あの時、そうそれは緑谷がオールマイトに呼ばれて三人で食堂に行って並んでた最中のことだ。なるべく皆んなには聞こえない程度で話してた訳だが、どう言うつもりなのか、偶々轟が近くにいて聞いてたらしい。

 

「盗み聞きのつもりじゃねえがな……そんで、俺たちが悪忍養成学校、蛇女子学園に乗り込む際に戦闘許可出してくれたのも、USJの時に助けに来てくれたのも…あの人が伝説の忍、半蔵だろ?」

 

「っ…」

 

轟の推測に飛鳥は当然、緑谷も言葉を失った。

 

「何となくあの爺さん…お前と雰囲気似てた…それにただの忍がUSJにやって来るなんて訳ねえからな…だが伝説の忍なら俺らのピンチに駆けつけに来てくれたのも、雄英に居るのも納得が行く……

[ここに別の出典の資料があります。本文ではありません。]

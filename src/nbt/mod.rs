// Copyright 2026 region-nbt developers
// SPDX-License-Identifier: GPL-3.0-or-later

//! Core NBT data structures and types.

pub mod encode;
pub mod mutf8;
pub mod parse;

use std::fmt;

use indexmap::IndexMap;

use crate::error::NbtError;
use mutf8::{decode_mutf8, encode_mutf8};

/// A string payload stored as its on-disk modified UTF-8 bytes.
///
/// Keeping the raw bytes means an unmutated string re-encodes exactly,
/// including encodings a Rust `String` cannot hold. [`NbtString::decode`]
/// produces the logical string on demand; [`NbtString::set`] replaces the
/// bytes with a re-encoding of the new value.
#[derive(Debug, Clone, PartialEq, Eq, Default)]
pub struct NbtString {
    bytes: Vec<u8>,
}

impl NbtString {
    /// Wraps raw modified UTF-8 bytes without validating them.
    pub fn from_mutf8(bytes: Vec<u8>) -> Self {
        Self { bytes }
    }

    /// The on-disk payload bytes.
    pub fn as_bytes(&self) -> &[u8] {
        &self.bytes
    }

    /// Decodes the payload as modified UTF-8.
    pub fn decode(&self) -> Result<String, NbtError> {
        Ok(decode_mutf8(&self.bytes)?)
    }

    /// Replaces the payload with the modified UTF-8 encoding of `s`.
    pub fn set(&mut self, s: &str) {
        self.bytes = encode_mutf8(s);
    }

    pub fn len(&self) -> usize {
        self.bytes.len()
    }

    pub fn is_empty(&self) -> bool {
        self.bytes.is_empty()
    }
}

impl From<&str> for NbtString {
    fn from(s: &str) -> Self {
        Self {
            bytes: encode_mutf8(s),
        }
    }
}

impl From<String> for NbtString {
    fn from(s: String) -> Self {
        Self::from(s.as_str())
    }
}

impl fmt::Display for NbtString {
    fn fmt(&self, f: &mut fmt::Formatter<'_>) -> fmt::Result {
        match decode_mutf8(&self.bytes) {
            Ok(s) => f.write_str(&s),
            Err(_) => f.write_str(&String::from_utf8_lossy(&self.bytes)),
        }
    }
}

/// Represents a Minecraft NBT (Named Binary Tag).
///
/// NBT is a tree-based storage format used by Minecraft for player data,
/// level data, and chunks. This enum covers all value-carrying tag types;
/// the End marker (id 0) only terminates wire structures and cannot be
/// constructed as a value.
#[derive(Debug, Clone, PartialEq)]
pub enum NbtTag {
    /// A single signed byte.
    Byte(i8),
    /// A 16-bit signed integer.
    Short(i16),
    /// A 32-bit signed integer.
    Int(i32),
    /// A 64-bit signed integer.
    Long(i64),
    /// A 32-bit floating point number.
    Float(f32),
    /// A 64-bit floating point number.
    Double(f64),
    /// An array of bytes.
    ByteArray(Vec<u8>),
    /// A string, kept as its on-disk modified UTF-8 bytes.
    String(NbtString),
    /// A list of tags that all share one tag id.
    List(Vec<NbtTag>),
    /// A map of named tags. Uses `IndexMap` to preserve field order.
    Compound(IndexMap<String, NbtTag>),
    /// An array of 32-bit signed integers.
    IntArray(Vec<i32>),
    /// An array of 64-bit signed integers.
    LongArray(Vec<i64>),
}

impl NbtTag {
    pub fn tag_id(&self) -> u8 {
        match self {
            NbtTag::Byte(_) => 1,
            NbtTag::Short(_) => 2,
            NbtTag::Int(_) => 3,
            NbtTag::Long(_) => 4,
            NbtTag::Float(_) => 5,
            NbtTag::Double(_) => 6,
            NbtTag::ByteArray(_) => 7,
            NbtTag::String(_) => 8,
            NbtTag::List(_) => 9,
            NbtTag::Compound(_) => 10,
            NbtTag::IntArray(_) => 11,
            NbtTag::LongArray(_) => 12,
        }
    }

    /// An empty Compound.
    pub fn compound() -> Self {
        NbtTag::Compound(IndexMap::new())
    }

    pub fn as_compound(&self) -> Option<&IndexMap<String, NbtTag>> {
        match self {
            NbtTag::Compound(map) => Some(map),
            _ => None,
        }
    }

    pub fn as_compound_mut(&mut self) -> Option<&mut IndexMap<String, NbtTag>> {
        match self {
            NbtTag::Compound(map) => Some(map),
            _ => None,
        }
    }

    pub fn as_list(&self) -> Option<&Vec<NbtTag>> {
        match self {
            NbtTag::List(items) => Some(items),
            _ => None,
        }
    }

    pub fn as_list_mut(&mut self) -> Option<&mut Vec<NbtTag>> {
        match self {
            NbtTag::List(items) => Some(items),
            _ => None,
        }
    }

    /// Looks up a named entry, if this tag is a Compound.
    pub fn get(&self, name: &str) -> Option<&NbtTag> {
        self.as_compound().and_then(|map| map.get(name))
    }

    pub fn get_mut(&mut self, name: &str) -> Option<&mut NbtTag> {
        self.as_compound_mut().and_then(|map| map.get_mut(name))
    }

    /// Inserts a named entry, if this tag is a Compound. Returns the entry
    /// it replaced.
    pub fn insert(&mut self, name: impl Into<String>, tag: NbtTag) -> Option<NbtTag> {
        self.as_compound_mut()
            .and_then(|map| map.insert(name.into(), tag))
    }

    /// Removes a named entry, if this tag is a Compound, preserving the
    /// order of the remaining entries.
    pub fn remove(&mut self, name: &str) -> Option<NbtTag> {
        self.as_compound_mut().and_then(|map| map.shift_remove(name))
    }

    pub fn as_byte(&self) -> Option<i8> {
        match self {
            NbtTag::Byte(v) => Some(*v),
            _ => None,
        }
    }

    pub fn as_short(&self) -> Option<i16> {
        match self {
            NbtTag::Short(v) => Some(*v),
            _ => None,
        }
    }

    pub fn as_int(&self) -> Option<i32> {
        match self {
            NbtTag::Int(v) => Some(*v),
            _ => None,
        }
    }

    pub fn as_long(&self) -> Option<i64> {
        match self {
            NbtTag::Long(v) => Some(*v),
            _ => None,
        }
    }

    pub fn as_float(&self) -> Option<f32> {
        match self {
            NbtTag::Float(v) => Some(*v),
            _ => None,
        }
    }

    pub fn as_double(&self) -> Option<f64> {
        match self {
            NbtTag::Double(v) => Some(*v),
            _ => None,
        }
    }

    pub fn as_string(&self) -> Option<&NbtString> {
        match self {
            NbtTag::String(s) => Some(s),
            _ => None,
        }
    }
}

/// A root tag paired with its name.
///
/// Every NBT document is a single named Compound; this is the unit the
/// codec reads and writes.
#[derive(Debug, Clone, PartialEq)]
pub struct NamedTag {
    pub name: String,
    pub tag: NbtTag,
}

impl NamedTag {
    pub fn new(name: impl Into<String>, tag: NbtTag) -> Self {
        Self {
            name: name.into(),
            tag,
        }
    }

    /// Decodes one named Compound from the start of `data`.
    ///
    /// Trailing bytes are ignored; use [`parse::parse_root`] to keep the
    /// cursor.
    pub fn from_bytes(data: &[u8]) -> Result<Self, NbtError> {
        let mut input = data;
        parse::parse_root(&mut input)
    }

    /// Serializes the document, End-terminated.
    pub fn to_bytes(&self) -> Result<Vec<u8>, NbtError> {
        let mut buf = Vec::new();
        encode::write_root(&mut buf, self)?;
        Ok(buf)
    }
}

#[cfg(test)]
mod tests {
    use super::*;

    #[test]
    fn tree_operations() {
        let mut root = NbtTag::compound();
        root.insert("a", NbtTag::Int(1));
        root.insert("b", NbtTag::String(NbtString::from("two")));
        assert_eq!(root.get("a").and_then(NbtTag::as_int), Some(1));

        root.insert("a", NbtTag::Int(5));
        assert_eq!(root.get("a").and_then(NbtTag::as_int), Some(5));

        assert!(root.remove("a").is_some());
        assert!(root.get("a").is_none());
        assert_eq!(root.as_compound().unwrap().len(), 1);
    }

    #[test]
    fn string_mutation_reencodes() {
        let mut s = NbtString::from_mutf8(vec![b'h', b'i']);
        assert_eq!(s.decode().unwrap(), "hi");
        s.set("a\0");
        assert_eq!(s.as_bytes(), &[b'a', 0xC0, 0x80]);
    }
}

これも俺の推測な訳なんだが…否定しないってことは、そう言うことで良いんだよな?」

 

「轟…くん…」

 

そこまで推測してたとは予想外なのか、飛鳥は思わず顔を伏せてましう。別に仲間ならバレても問題ないのだが…それでも轟に自分が半蔵の孫だということを言わなかったことに、何処か罪悪感を覚えてしまう。

 

「ゴメンね…轟くん……その事言わなくて………」

 

「別に…何か理由があったんだろ?そこ深く詮索する気はねえし、忍としてなら尚更仕方ねえ事だ…」

 

轟はそう言うと、今度は緑谷の方に向く。そのことに緑谷は僅かにビクリと体を震わせ反応する。

 

(かっちゃんとはまた違う……冷たい威圧感……一体何の話を……)

 

ゴクリと固唾を呑む緑谷。轟は口を開く。

 

「気圧された…自分(てめぇ)の誓約を破っちまう程によ…」

 

そう言うと轟は左手を見て、拳を強く握りしめる。

 

(そう言えば轟くん…左を使えば有利な筈だったのに……なんで使わなかったんだろ?)

 

轟の左手を見て疑問を抱いた。多分それは飛鳥も緑谷と同じことを考えていただろう…もし全力で勝ちに来るなら寧ろ左側を使った方が良いに決まってるし、本気なら両方使うだろうと…

 

「応援席にいた飛鳥たちはどうか分からねえけど……飯田、上鳴、八百万、常闇、麗日、サポート科の奴も…何も感じてなかった。最後の場面、あの場で俺だけが気圧された……」

 

 

あの時敵の襲撃に立ち向かった、オールマイト(平和の象徴)を、身近で経験した轟だけ

 

 

「そ、それって……つまり、どういう……?」

 

「お前にオールマイトと同様の何かを感じたってことだ…」

 

轟の言葉に緑谷は冷や汗を垂らし、心臓の音が早くなるような感覚がした。

 

 

 

「お前さ……オールマイトの隠し子か何かか?」

 

 

「!?」

 

轟の言葉に飛鳥は思わず緑谷に顔を振り向く。もしそうだとすればそれはとんでもない事になる。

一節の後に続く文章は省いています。